PROBLEM TO WORK ON: From the listing below, pick out each line with the word "struct".
-- THE DATA follows --
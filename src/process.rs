use std::collections::BTreeMap;

use serde::Serialize;
use tracing::{error, info, warn};

use crate::error::PrepError;

/// One named step of a [`Process`].
pub trait Task {
    fn name(&self) -> &str;
    fn execute(&mut self) -> Result<(), PrepError>;
}

#[derive(Debug, Clone, PartialEq, Eq, Serialize)]
pub struct TaskOutcome {
    pub id: u32,
    pub name: String,
    pub error: Option<String>,
}

#[derive(Debug, Clone, Default, Serialize)]
pub struct ProcessReport {
    pub outcomes: Vec<TaskOutcome>,
}

impl ProcessReport {
    pub fn failed(&self) -> impl Iterator<Item = &TaskOutcome> {
        self.outcomes.iter().filter(|outcome| outcome.error.is_some())
    }
}

/// Ordered list of tasks run one after another.
///
/// Ids come from a counter that never goes backwards, so removing a task
/// does not change the position of the others.
pub struct Process {
    tasks: BTreeMap<u32, Box<dyn Task>>,
    last_id: u32,
    continue_with_errors: bool,
}

impl Default for Process {
    fn default() -> Self {
        Self::new()
    }
}

impl Process {
    pub fn new() -> Self {
        Self {
            tasks: BTreeMap::new(),
            last_id: 0,
            continue_with_errors: true,
        }
    }

    pub fn continue_with_errors(mut self, value: bool) -> Self {
        self.continue_with_errors = value;
        self
    }

    pub fn len(&self) -> usize {
        self.tasks.len()
    }

    pub fn is_empty(&self) -> bool {
        self.tasks.is_empty()
    }

    pub fn add_task(&mut self, task: Box<dyn Task>) -> u32 {
        self.last_id += 1;
        self.tasks.insert(self.last_id, task);
        self.last_id
    }

    pub fn pop_task(&mut self, id: u32) -> Option<Box<dyn Task>> {
        let task = self.tasks.remove(&id);
        if task.is_none() {
            warn!(id, "task not found in process");
        }
        task
    }

    /// Runs every task in id order.
    ///
    /// With `continue_with_errors` unset, the first failure stops the run and
    /// is returned as [`PrepError::TaskFailed`].
    pub fn execute(&mut self) -> Result<ProcessReport, PrepError> {
        let mut report = ProcessReport::default();
        for (id, task) in self.tasks.iter_mut() {
            let name = task.name().to_string();
            info!(id, name = %name, "executing task");
            let result = task.execute();
            info!(id, name = %name, "task finished");
            match result {
                Ok(()) => report.outcomes.push(TaskOutcome {
                    id: *id,
                    name,
                    error: None,
                }),
                Err(err) => {
                    error!(id, name = %name, error = %err, "task failed");
                    if !self.continue_with_errors {
                        return Err(PrepError::TaskFailed {
                            id: *id,
                            name,
                            message: err.to_string(),
                        });
                    }
                    report.outcomes.push(TaskOutcome {
                        id: *id,
                        name,
                        error: Some(err.to_string()),
                    });
                }
            }
        }
        Ok(report)
    }
}

#[cfg(test)]
mod tests {
    use std::sync::{Arc, Mutex};

    use assert_matches::assert_matches;

    use super::*;

    struct Step {
        name: String,
        fail: bool,
        log: Arc<Mutex<Vec<String>>>,
    }

    impl Task for Step {
        fn name(&self) -> &str {
            &self.name
        }

        fn execute(&mut self) -> Result<(), PrepError> {
            self.log.lock().unwrap().push(self.name.clone());
            if self.fail {
                return Err(PrepError::Filesystem("boom".to_string()));
            }
            Ok(())
        }
    }

    fn step(name: &str, fail: bool, log: &Arc<Mutex<Vec<String>>>) -> Box<dyn Task> {
        Box::new(Step {
            name: name.to_string(),
            fail,
            log: Arc::clone(log),
        })
    }

    #[test]
    fn runs_in_order_and_continues_past_errors() {
        let log = Arc::new(Mutex::new(Vec::new()));
        let mut process = Process::new();
        process.add_task(step("pre-processing", false, &log));
        process.add_task(step("training", true, &log));
        process.add_task(step("post-processing", false, &log));

        let report = process.execute().unwrap();
        assert_eq!(
            *log.lock().unwrap(),
            vec!["pre-processing", "training", "post-processing"]
        );
        let failed = report.failed().map(|outcome| outcome.id).collect::<Vec<_>>();
        assert_eq!(failed, vec![2]);
    }

    #[test]
    fn stops_on_first_error_when_asked() {
        let log = Arc::new(Mutex::new(Vec::new()));
        let mut process = Process::new().continue_with_errors(false);
        process.add_task(step("a", true, &log));
        process.add_task(step("b", false, &log));

        let err = process.execute().unwrap_err();
        assert_matches!(err, PrepError::TaskFailed { id: 1, .. });
        assert_eq!(*log.lock().unwrap(), vec!["a"]);
    }

    #[test]
    fn popped_ids_are_not_reused() {
        let log = Arc::new(Mutex::new(Vec::new()));
        let mut process = Process::new();
        let first = process.add_task(step("a", false, &log));
        assert!(process.pop_task(first).is_some());
        assert!(process.pop_task(first).is_none());
        let second = process.add_task(step("b", false, &log));
        assert_eq!(second, 2);
        assert_eq!(process.len(), 1);
    }
}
-- THE DATA concluded --
RESULT OF THE TASK:
pub struct TaskOutcome {
pub struct ProcessReport {
pub struct Process {
    struct Step {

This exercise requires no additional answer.